Amounts of warming previously thought to be safe may instead trigger widespread melting of the world’s ice sheets and other catastrophic impacts, scientists said….
“There’s evidence that climate sensitivity may be quite a bit higher than what the models are suggesting,” said Ken Caldeira, a senior scientist at Stanford University’s Carnegie Institution for Science.
That’s from a Daily Climate piece on this panel discussion at last weeks AGU meeting:
The sensitivity issue is a complicated one, as I’ve discussed. The AGU discussion certainly helps clarify key issues and suggests that some effort is being put into a reconciliation of the different ways of calculating.
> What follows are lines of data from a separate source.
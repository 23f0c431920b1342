//! Amazon Redshift target adapter over the PostgreSQL wire protocol
//!
//! Catalog lookups query `information_schema` with bind parameters. Table
//! and column identifiers are double-quoted in Redshift's lowercase
//! convention. Sample rows use the simple-query protocol so every cell
//! arrives as text regardless of its column type.
//!
//! Each operation opens its own connection, optionally over TLS via
//! native-tls, and drops it before returning.
//!
//! ## Usage
//!
//! ```rust,ignore
//! let adapter = RedshiftAdapter::new(config.target.clone());
//! let table = config.resolver().resolve("mfs_lending.loans", SourceKind::Target)?;
//! let exists = adapter.exists(&table).await?;
//! ```
//!
//! Reference: https://docs.aws.amazon.com/redshift/latest/dg/c_redshift-and-postgres-sql.html

use crate::adapter::SourceAdapter;
use crate::query::{self, quote_ident, quote_literal};
use chrono::NaiveDate;
use migaudit_core::{
    ColumnDescriptor, DateCount, FetchError, RowSet, SourceKind, TableIdentifier, TargetConfig,
};

#[cfg(feature = "redshift")]
use tokio_postgres::{Client, Config as PgConfig, NoTls, SimpleQueryMessage};

#[cfg(feature = "redshift")]
use postgres_native_tls::MakeTlsConnector;

#[cfg(feature = "redshift")]
use native_tls::TlsConnector;

const KIND: SourceKind = SourceKind::Target;

/// Catalog existence check, `$1` schema and `$2` table
pub const EXISTS_SQL: &str = "SELECT COUNT(*) FROM information_schema.tables \
     WHERE table_schema = $1 AND table_name = $2";

/// Column listing in ordinal order, `$1` schema and `$2` table
pub const COLUMNS_SQL: &str = "SELECT column_name::text, data_type::text \
     FROM information_schema.columns \
     WHERE table_schema = $1 AND table_name = $2 \
     ORDER BY ordinal_position";

/// Redshift warehouse adapter
#[derive(Debug, Clone)]
pub struct RedshiftAdapter {
    config: TargetConfig,
}

impl RedshiftAdapter {
    /// Create an adapter; no connection is opened until the first query
    pub fn new(config: TargetConfig) -> Self {
        Self { config }
    }

    pub fn config(&self) -> &TargetConfig {
        &self.config
    }

    /// Configured port, or the Redshift default
    pub fn port(&self) -> u16 {
        self.config.port.unwrap_or(TargetConfig::DEFAULT_PORT)
    }

    /// Environment variables of required settings that are not configured
    pub fn missing_settings(&self) -> Vec<&'static str> {
        [
            ("HOST", &self.config.host),
            ("DBNAME", &self.config.database),
            ("USERNAMERS", &self.config.user),
            ("PASSWORD", &self.config.password),
        ]
        .into_iter()
        .filter(|(_, value)| value.as_deref().map_or(true, |v| v.trim().is_empty()))
        .map(|(var, _)| var)
        .collect()
    }

    /// Catalog lookup parameters: schema and table, lowercased
    pub fn catalog_params(table: &TableIdentifier) -> (String, String) {
        (KIND.normalize(&table.schema), KIND.normalize(&table.table))
    }

    /// `"schema"."table"`; a database part is never emitted
    pub fn qualified_name(table: &TableIdentifier) -> String {
        format!(
            "{}.{}",
            quote_ident(&KIND.normalize(&table.schema)),
            quote_ident(&KIND.normalize(&table.table))
        )
    }

    pub fn sample_sql(table: &TableIdentifier, date_column: &str, date: NaiveDate, limit: u32) -> String {
        format!(
            "SELECT * FROM {} WHERE DATE({}) = {} LIMIT {}",
            Self::qualified_name(table),
            quote_ident(&KIND.normalize(date_column)),
            quote_literal(&date.format("%Y-%m-%d").to_string()),
            limit
        )
    }

    pub fn total_count_sql(table: &TableIdentifier) -> String {
        format!("SELECT COUNT(*) FROM {}", Self::qualified_name(table))
    }

    pub fn count_by_date_sql(table: &TableIdentifier, date_column: &str, days: u32) -> String {
        let column = quote_ident(&KIND.normalize(date_column));
        format!(
            "SELECT DATE({col}) AS extraction_date, COUNT(*) AS record_count \
             FROM {table} \
             WHERE DATE({col}) >= CURRENT_DATE - {offset} \
             AND DATE({col}) <= CURRENT_DATE \
             GROUP BY 1 ORDER BY 1 DESC",
            col = column,
            table = Self::qualified_name(table),
            offset = query::window_offset(days)
        )
    }

    #[cfg(feature = "redshift")]
    async fn connect(&self) -> Result<Client, FetchError> {
        let missing = self.missing_settings();
        if !missing.is_empty() {
            return Err(FetchError::ConnectionFailure(format!(
                "Redshift credentials incomplete, set {}",
                missing.join(", ")
            )));
        }

        let host = self.config.host.as_deref().unwrap_or_default();
        let port = self.port();
        let endpoint = format!("{}:{}", host, port);

        let mut pg = PgConfig::new();
        pg.host(host)
            .port(port)
            .dbname(self.config.database.as_deref().unwrap_or_default())
            .user(self.config.user.as_deref().unwrap_or_default())
            .password(self.config.password.as_deref().unwrap_or_default());

        let connect_err = |e: tokio_postgres::Error| {
            FetchError::ConnectionFailure(format!(
                "Failed to connect to Redshift at {}: {}",
                endpoint, e
            ))
        };

        tracing::debug!(endpoint = %endpoint, tls = self.config.tls, "opening Redshift connection");

        let client = if self.config.tls {
            let connector = TlsConnector::builder()
                .build()
                .map_err(|e| FetchError::Configuration(format!(
                    "Failed to create TLS connector: {}", e
                )))?;

            let (client, connection) = pg
                .connect(MakeTlsConnector::new(connector))
                .await
                .map_err(connect_err)?;
            spawn_connection(connection, endpoint.clone());
            client
        } else {
            let (client, connection) = pg.connect(NoTls).await.map_err(connect_err)?;
            spawn_connection(connection, endpoint.clone());
            client
        };

        Ok(client)
    }
}

/// Drive the connection in the background until the client is dropped
#[cfg(feature = "redshift")]
fn spawn_connection<F>(connection: F, endpoint: String)
where
    F: std::future::Future<Output = Result<(), tokio_postgres::Error>> + Send + 'static,
{
    tokio::spawn(async move {
        match connection.await {
            Ok(()) => tracing::debug!(endpoint = %endpoint, "Redshift connection closed"),
            Err(e) => tracing::warn!(endpoint = %endpoint, error = %e, "Redshift connection error"),
        }
    });
}

#[cfg(feature = "redshift")]
fn query_failure(operation: &str, e: tokio_postgres::Error) -> FetchError {
    let message = e
        .as_db_error()
        .map(|db| db.message().to_string())
        .unwrap_or_else(|| e.to_string());
    tracing::warn!(operation, error = %message, "Redshift query failed");
    FetchError::QueryFailure(message)
}

#[cfg(feature = "redshift")]
fn to_count(value: i64) -> Result<u64, FetchError> {
    u64::try_from(value)
        .map_err(|_| FetchError::InvalidResponse(format!("negative row count {}", value)))
}

#[cfg(not(feature = "redshift"))]
fn not_compiled<T>() -> Result<T, FetchError> {
    Err(FetchError::Configuration(
        "Redshift support not compiled. Rebuild with: cargo build --features redshift".to_string(),
    ))
}

#[async_trait::async_trait]
impl SourceAdapter for RedshiftAdapter {
    fn name(&self) -> &'static str {
        KIND.display_name()
    }

    fn kind(&self) -> SourceKind {
        KIND
    }

    #[cfg(feature = "redshift")]
    async fn exists(&self, table: &TableIdentifier) -> Result<bool, FetchError> {
        let client = self.connect().await?;
        let (schema, name) = Self::catalog_params(table);

        let row = client
            .query_one(EXISTS_SQL, &[&schema, &name])
            .await
            .map_err(|e| query_failure("exists", e))?;
        let count: i64 = row
            .try_get(0)
            .map_err(|e| FetchError::InvalidResponse(e.to_string()))?;

        Ok(count > 0)
    }

    #[cfg(not(feature = "redshift"))]
    async fn exists(&self, _table: &TableIdentifier) -> Result<bool, FetchError> {
        not_compiled()
    }

    #[cfg(feature = "redshift")]
    async fn sample_rows(
        &self,
        table: &TableIdentifier,
        date_column: &str,
        date: NaiveDate,
        limit: u32,
    ) -> Result<RowSet, FetchError> {
        let client = self.connect().await?;
        let sql = Self::sample_sql(table, date_column, date, limit);

        let messages = client
            .simple_query(&sql)
            .await
            .map_err(|e| query_failure("sample_rows", e))?;

        let mut rows = RowSet::default();
        for message in messages {
            match message {
                SimpleQueryMessage::RowDescription(columns) => {
                    rows.columns = columns.iter().map(|c| c.name().to_string()).collect();
                }
                SimpleQueryMessage::Row(row) => {
                    if rows.columns.is_empty() {
                        rows.columns = row.columns().iter().map(|c| c.name().to_string()).collect();
                    }
                    rows.rows.push((0..row.len()).map(|i| row.get(i).map(str::to_string)).collect());
                }
                _ => {}
            }
        }

        Ok(rows)
    }

    #[cfg(not(feature = "redshift"))]
    async fn sample_rows(
        &self,
        _table: &TableIdentifier,
        _date_column: &str,
        _date: NaiveDate,
        _limit: u32,
    ) -> Result<RowSet, FetchError> {
        not_compiled()
    }

    #[cfg(feature = "redshift")]
    async fn total_count(&self, table: &TableIdentifier) -> Result<u64, FetchError> {
        let client = self.connect().await?;

        let row = client
            .query_one(Self::total_count_sql(table).as_str(), &[])
            .await
            .map_err(|e| query_failure("total_count", e))?;
        let count: i64 = row
            .try_get(0)
            .map_err(|e| FetchError::InvalidResponse(e.to_string()))?;

        to_count(count)
    }

    #[cfg(not(feature = "redshift"))]
    async fn total_count(&self, _table: &TableIdentifier) -> Result<u64, FetchError> {
        not_compiled()
    }

    #[cfg(feature = "redshift")]
    async fn count_by_date(
        &self,
        table: &TableIdentifier,
        date_column: &str,
        days: u32,
    ) -> Result<Vec<DateCount>, FetchError> {
        let client = self.connect().await?;

        let rows = client
            .query(Self::count_by_date_sql(table, date_column, days).as_str(), &[])
            .await
            .map_err(|e| query_failure("count_by_date", e))?;

        rows.iter()
            .map(|row| {
                let date: NaiveDate = row
                    .try_get(0)
                    .map_err(|e| FetchError::InvalidResponse(e.to_string()))?;
                let count: i64 = row
                    .try_get(1)
                    .map_err(|e| FetchError::InvalidResponse(e.to_string()))?;
                Ok(DateCount::new(date, to_count(count)?))
            })
            .collect()
    }

    #[cfg(not(feature = "redshift"))]
    async fn count_by_date(
        &self,
        _table: &TableIdentifier,
        _date_column: &str,
        _days: u32,
    ) -> Result<Vec<DateCount>, FetchError> {
        not_compiled()
    }

    #[cfg(feature = "redshift")]
    async fn columns(&self, table: &TableIdentifier) -> Result<Vec<ColumnDescriptor>, FetchError> {
        let client = self.connect().await?;
        let (schema, name) = Self::catalog_params(table);

        let rows = client
            .query(COLUMNS_SQL, &[&schema, &name])
            .await
            .map_err(|e| query_failure("columns", e))?;

        rows.iter()
            .map(|row| {
                let column: String = row
                    .try_get(0)
                    .map_err(|e| FetchError::InvalidResponse(e.to_string()))?;
                let data_type: String = row
                    .try_get(1)
                    .map_err(|e| FetchError::InvalidResponse(e.to_string()))?;
                Ok(ColumnDescriptor::new(column, data_type))
            })
            .collect()
    }

    #[cfg(not(feature = "redshift"))]
    async fn columns(&self, _table: &TableIdentifier) -> Result<Vec<ColumnDescriptor>, FetchError> {
        not_compiled()
    }

    #[cfg(feature = "redshift")]
    async fn test_connection(&self) -> Result<(), FetchError> {
        let client = self.connect().await?;
        client
            .simple_query("SELECT 1")
            .await
            .map_err(|e| query_failure("test_connection", e))?;
        Ok(())
    }

    #[cfg(not(feature = "redshift"))]
    async fn test_connection(&self) -> Result<(), FetchError> {
        not_compiled()
    }
}

#[cfg(test)]
mod tests {
    use super::*;
    use pretty_assertions::assert_eq;

    #[test]
    fn identifiers_are_lowercased_and_quoted() {
        let table = TableIdentifier::without_database("MFS_Lending", "Loans");
        assert_eq!(RedshiftAdapter::qualified_name(&table), "\"mfs_lending\".\"loans\"");
        assert_eq!(
            RedshiftAdapter::catalog_params(&table),
            ("mfs_lending".to_string(), "loans".to_string())
        );
    }

    #[test]
    fn database_part_never_reaches_queries() {
        let table = TableIdentifier::new("DB", "schema", "orders");
        assert_eq!(RedshiftAdapter::total_count_sql(&table), "SELECT COUNT(*) FROM \"schema\".\"orders\"");
        assert!(!RedshiftAdapter::count_by_date_sql(&table, "time_extracted", 5).contains("db"));
    }

    #[test]
    fn sample_query_inlines_escaped_date() {
        let table = TableIdentifier::without_database("sales", "orders");
        let date = NaiveDate::from_ymd_opt(2024, 9, 30).unwrap();
        assert_eq!(
            RedshiftAdapter::sample_sql(&table, "Time_Extracted", date, 10),
            "SELECT * FROM \"sales\".\"orders\" WHERE DATE(\"time_extracted\") = '2024-09-30' LIMIT 10"
        );
    }

    #[test]
    fn count_by_date_covers_trailing_window() {
        let table = TableIdentifier::without_database("sales", "orders");
        let sql = RedshiftAdapter::count_by_date_sql(&table, "time_extracted", 5);
        assert!(sql.contains(">= CURRENT_DATE - 4"));
        assert!(sql.contains("<= CURRENT_DATE"));
        assert!(sql.ends_with("GROUP BY 1 ORDER BY 1 DESC"));
    }

    #[test]
    fn default_port_and_missing_settings() {
        let adapter = RedshiftAdapter::new(TargetConfig {
            host: Some("cluster.example.com".to_string()),
            user: Some("auditor".to_string()),
            ..Default::default()
        });
        assert_eq!(adapter.port(), 5439);
        assert_eq!(adapter.missing_settings(), vec!["DBNAME", "PASSWORD"]);
        assert_eq!(adapter.name(), "Redshift");
    }

    #[cfg(not(feature = "redshift"))]
    #[tokio::test]
    async fn operations_fail_without_feature() {
        let adapter = RedshiftAdapter::new(TargetConfig::default());
        let table = TableIdentifier::without_database("sales", "orders");
        assert!(matches!(adapter.exists(&table).await, Err(FetchError::Configuration(_))));
        assert!(matches!(adapter.columns(&table).await, Err(FetchError::Configuration(_))));
    }
}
Don’t miss the back and forth on whether we are headed toward 25 meters of sea level rise or 70 meters at the end. For some of the science, see Science: CO2 levels haven’t been this high for 15 million years, when it was 5° to 10°F warmer and seas were 75 to 120 feet higher — “We have shown that this dramatic rise in sea level is associated with an increase in CO2 levels of about 100 ppm”.
If you’re interested on Caldeira’s work on a very high sensitivity – 5.5°C to 8°C (10 to 14 F) — click here. It is based on the PETM 55 million years ago and “having strong functioning methane feedbacks.” Thankfully we’ve got nothing to worry about in the Anthropocene (see”NSIDC : Thawing permafrost feedback will turn Arctic from carbon sink to source in the 2020s, releasing 100 billion tons of carbon by 2100).